Dr. Robert Hanlon, a board certified clinical neuropsychologist specializing in the forensic evaluation of violent criminal offenders, will speak at Southern Illinois University on April 30 at 6 p.m. in the Guyon Auditorium in Morris Library.
Mass murders, including family mass murders and public mass murders in schools, shopping centers, theaters, etc. are commonly committed by mentally disordered young men. Dr. Hanlon will discuss recent findings regarding the psychological factors that contribute to homicidal aggression and murder. Based on his research and experience in evaluating hundreds of violent criminals, Hanlon will speak about how brain abnormalities and mental disorders, compounded by substance abuse, lead to the growing problem of mass murder in American culture.

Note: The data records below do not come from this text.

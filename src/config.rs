//! Configuration file handling.
//!
//! This module handles loading and merging configuration from
//! `.heard.toml` files.

use crate::models::MergeMode;
use anyhow::{Context, Result};
use serde::{Deserialize, Serialize};
use std::path::Path;

/// Default configuration file name, looked up in the working directory.
pub const DEFAULT_CONFIG_FILE: &str = ".heard.toml";

/// Root configuration structure.
#[derive(Debug, Clone, Default, Serialize, Deserialize)]
pub struct Config {
    /// General settings.
    #[serde(default)]
    pub general: GeneralConfig,

    /// Names of the files inside each fragment directory.
    #[serde(default)]
    pub fragments: FragmentsConfig,

    /// Report settings.
    #[serde(default)]
    pub report: ReportConfig,
}

/// General application settings.
#[derive(Debug, Clone, Serialize, Deserialize)]
pub struct GeneralConfig {
    /// Default output file path.
    #[serde(default = "default_output")]
    pub output: String,

    /// Enable verbose logging by default.
    #[serde(default)]
    pub verbose: bool,

    /// How repeated table and plot entries are combined.
    #[serde(default)]
    pub mode: MergeMode,
}

impl Default for GeneralConfig {
    fn default() -> Self {
        Self {
            output: default_output(),
            verbose: false,
            mode: MergeMode::default(),
        }
    }
}

fn default_output() -> String {
    "src/index.html".to_string()
}

/// File names looked up in every fragment directory.
#[derive(Debug, Clone, PartialEq, Serialize, Deserialize)]
pub struct FragmentsConfig {
    /// Performance records.
    #[serde(default = "default_performance_file")]
    pub performance: String,

    /// Result tables.
    #[serde(default = "default_tables_file")]
    pub tables: String,

    /// Plot series.
    #[serde(default = "default_plots_file")]
    pub plots: String,

    /// Rendered report page; a directory without one is not a fragment.
    #[serde(default = "default_page_file")]
    pub page: String,
}

impl Default for FragmentsConfig {
    fn default() -> Self {
        Self {
            performance: default_performance_file(),
            tables: default_tables_file(),
            plots: default_plots_file(),
            page: default_page_file(),
        }
    }
}

fn default_performance_file() -> String {
    "performance_metadata.json".to_string()
}

fn default_tables_file() -> String {
    "pipeline_report_tables.json".to_string()
}

fn default_plots_file() -> String {
    "pipeline_report_plots.json".to_string()
}

fn default_page_file() -> String {
    "index.html".to_string()
}

/// Report rendering settings.
#[derive(Debug, Clone, Serialize, Deserialize)]
pub struct ReportConfig {
    /// Page title.
    #[serde(default = "default_title")]
    pub title: String,

    /// Front-end bundle loaded by the page.
    #[serde(default = "default_script")]
    pub script: String,

    /// Custom template with `{0}`..`{7}` placeholders.
    #[serde(default, skip_serializing_if = "Option::is_none")]
    pub template: Option<String>,
}

impl Default for ReportConfig {
    fn default() -> Self {
        Self {
            title: default_title(),
            script: default_script(),
            template: None,
        }
    }
}

fn default_title() -> String {
    "LMAS Report".to_string()
}

fn default_script() -> String {
    "./main.js".to_string()
}

impl Config {
    /// Load configuration from a file path.
    pub fn load(path: &Path) -> Result<Self> {
        let content = std::fs::read_to_string(path)
            .with_context(|| format!("Failed to read config file: {}", path.display()))?;

        let config: Config = toml::from_str(&content)
            .with_context(|| format!("Failed to parse config file: {}", path.display()))?;

        Ok(config)
    }

    /// Try to load configuration from the default location.
    ///
    /// Returns `Ok(None)` if the file doesn't exist, `Err` if it exists but can't be parsed.
    pub fn load_default() -> Result<Option<Self>> {
        let default_path = Path::new(DEFAULT_CONFIG_FILE);

        if default_path.exists() {
            Ok(Some(Self::load(default_path)?))
        } else {
            Ok(None)
        }
    }

    /// Merge this configuration with CLI arguments.
    ///
    /// CLI arguments take precedence over config file settings.
    /// This method only overrides config when CLI provides explicit values.
    pub fn merge_with_args(&mut self, args: &crate::cli::Args) {
        if let Some(ref output) = args.output {
            self.general.output = output.to_string_lossy().to_string();
        }

        if let Some(mode) = args.mode {
            self.general.mode = mode;
        }

        // Flags always override
        if args.verbose {
            self.general.verbose = true;
        }
    }

    /// Generate a default configuration file content.
    pub fn default_toml() -> String {
        let config = Config::default();
        toml::to_string_pretty(&config).unwrap_or_else(|_| String::new())
    }
}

Hanlon is the author of Survived by One: The Life and Mind of a Family Mass Murderer, published recently by Southern Illinois University Press. Survived by One tells the story of Tom Odle, who brutally murdered his parents and three siblings in the small southern Illinois town of Mount Vernon, sending shockwaves throughout the nation. Hanlon tells a gripping story of Odle’s life as an abused child, the life experiences that formed his personality, and his tragic homicidal escalation to mass murder, seamlessly weaving into the narrative Odle’s unadorned reflections of his childhood, finding a new family on death row, and his belief in the powers of redemption.
As our nation attempts to understand the continual mass murders occurring in the U.S., Hanlon sheds some light on the psychological aspects of why and how such acts of extreme carnage may occur.